How would you interpret the plot above?

Solution

# Surprisingly, there's no clear relationship between protein abundance and variance

Solution end

Despite the lack of a strong relationship between protein abundance and variance, we will continue with limma regardless, since it will still increase the effective degrees of freedom with which the gene-wise variances are estimated. In this case, the variances will be shrunk towards a similar value, regardless of the mean protein abundance.

We can extract a results table like so

# use colnames(limma_fit$coefficients) to identify the coefficient names
limma_results <- topTable(limma_fit, n=Inf, coef='conditionRNase_pos')

Below, we summarise the number of proteins with statistically different abundance in CL vs NC and plot a 'volcano' plot to visualise this.

table(limma_results$adj.P.Val<0.01)


limma_results %>%
  ggplot(aes(x = logFC, y = -log10(adj.P.Val), colour = adj.P.Val < 0.01)) +
  geom_point() +
  theme_camprot(border=FALSE, base_size=15) +
  scale_colour_manual(values = c('grey', get_cat_palette(2)[2]), name = 'RNase +/- Sig.') +
  labs(x = 'RNase +/- (Log2)', y = '-log10(p-value)')

Discussion 2

Given the experimental design, would you expect proteins to have signficant changes in both directions?

How would you interpret the fold changes identified with respect to the absolute protein abundances?
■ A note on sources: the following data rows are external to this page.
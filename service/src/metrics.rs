//! Process-wide validation metrics

use dashmap::DashMap;
use serde::Serialize;
use std::collections::BTreeMap;
use std::sync::atomic::{AtomicU64, Ordering};
use validation_core::report::{ResultStatus, ValidationMetrics};
use validation_core::types::RecordCategory;

/// Counters accumulated across requests
///
/// Lock-free; safe to update from concurrent requests.
#[derive(Debug, Default)]
pub struct MetricsCollector {
    requests: AtomicU64,
    successes: AtomicU64,
    failures: AtomicU64,
    timeouts: AtomicU64,
    cache_hits: AtomicU64,
    stage_time_us: AtomicU64,
    by_category: DashMap<RecordCategory, u64>,
}

/// Point-in-time copy of the collector
#[derive(Debug, Clone, Default, PartialEq, Eq, Serialize)]
pub struct MetricsSnapshot {
    /// Requests recorded
    pub requests: u64,
    /// Requests with status `success` or `warning`
    pub successes: u64,
    /// Requests with status `error`
    pub failures: u64,
    /// Requests with status `timeout`
    pub timeouts: u64,
    /// Requests served from the cache
    pub cache_hits: u64,
    /// Cumulative time spent in preprocessing and the three stages
    pub stage_time_us: u64,
    /// Requests per record category
    pub by_category: BTreeMap<String, u64>,
}

impl MetricsCollector {
    /// Create an empty collector
    #[must_use]
    pub fn new() -> Self {
        Self::default()
    }

    /// Record one finished request
    pub fn record(
        &self,
        category: RecordCategory,
        status: ResultStatus,
        metrics: &ValidationMetrics,
    ) {
        self.requests.fetch_add(1, Ordering::Relaxed);
        let counter = match status {
            ResultStatus::Success | ResultStatus::Warning => &self.successes,
            ResultStatus::Error => &self.failures,
            ResultStatus::Timeout => &self.timeouts,
            ResultStatus::CacheHit => &self.cache_hits,
        };
        counter.fetch_add(1, Ordering::Relaxed);

        let stage_time = metrics.preprocessing_us
            + metrics.schema_us
            + metrics.custom_rules_us
            + metrics.cross_validation_us;
        self.stage_time_us.fetch_add(stage_time, Ordering::Relaxed);

        *self.by_category.entry(category).or_insert(0) += 1;
    }

    /// Copy the current counters
    #[must_use]
    pub fn snapshot(&self) -> MetricsSnapshot {
        MetricsSnapshot {
            requests: self.requests.load(Ordering::Relaxed),
            successes: self.successes.load(Ordering::Relaxed),
            failures: self.failures.load(Ordering::Relaxed),
            timeouts: self.timeouts.load(Ordering::Relaxed),
            cache_hits: self.cache_hits.load(Ordering::Relaxed),
            stage_time_us: self.stage_time_us.load(Ordering::Relaxed),
            by_category: self
                .by_category
                .iter()
                .map(|entry| (entry.key().to_string(), *entry.value()))
                .collect(),
        }
    }

    /// Zero every counter
    pub fn reset(&self) {
        for counter in [
            &self.requests,
            &self.successes,
            &self.failures,
            &self.timeouts,
            &self.cache_hits,
            &self.stage_time_us,
        ] {
            counter.store(0, Ordering::Relaxed);
        }
        self.by_category.clear();
    }
}

#[cfg(test)]
mod tests {
    use super::*;

    #[test]
    fn test_record_and_reset() {
        let collector = MetricsCollector::new();
        let metrics = ValidationMetrics {
            schema_us: 40,
            custom_rules_us: 60,
            ..Default::default()
        };

        collector.record(RecordCategory::EquipmentSpec, ResultStatus::Success, &metrics);
        collector.record(RecordCategory::EquipmentSpec, ResultStatus::Error, &metrics);
        collector.record(
            RecordCategory::SensorReading,
            ResultStatus::CacheHit,
            &ValidationMetrics::default(),
        );

        let snapshot = collector.snapshot();
        assert_eq!(snapshot.requests, 3);
        assert_eq!(snapshot.successes, 1);
        assert_eq!(snapshot.failures, 1);
        assert_eq!(snapshot.cache_hits, 1);
        assert_eq!(snapshot.stage_time_us, 200);
        assert_eq!(snapshot.by_category.get("equipment_spec"), Some(&2));

        collector.reset();
        assert_eq!(collector.snapshot(), MetricsSnapshot::default());
    }
}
Does your answer to question 2 affect your expectation in question 1?

Solution

# 1. We are starting from a single OOPS interface and adding +/- RNase, then recollecting the interface. RBPs should be depleted, but there is no way for any protein to be enriched by this process. Thus, we wouldn't expect proteins with a positive RNase +/- ratio!
# 2. The protein abundances are relative to the total amount of protein in each sample. Thus, the fold changes are relative to the overall fold-change in the amount of protein in each sample. For example, if there is a global loss of protein in RNase + samples, a positive RNase +/- ratio only represents a increase relative to the global loss, and could be a negative RNase +/- ratio in absolute terms!
# 3. We are seeing positive RNase +/- ratios because there is a global difference in the amount of protein and we are using a relative protein abundance quantification approach.

Solution end

We can now compare the results from the t-test and the moderated t-test (limma). Below, we update the column names so it's easier to see which column comes from which test and then merge the two test results.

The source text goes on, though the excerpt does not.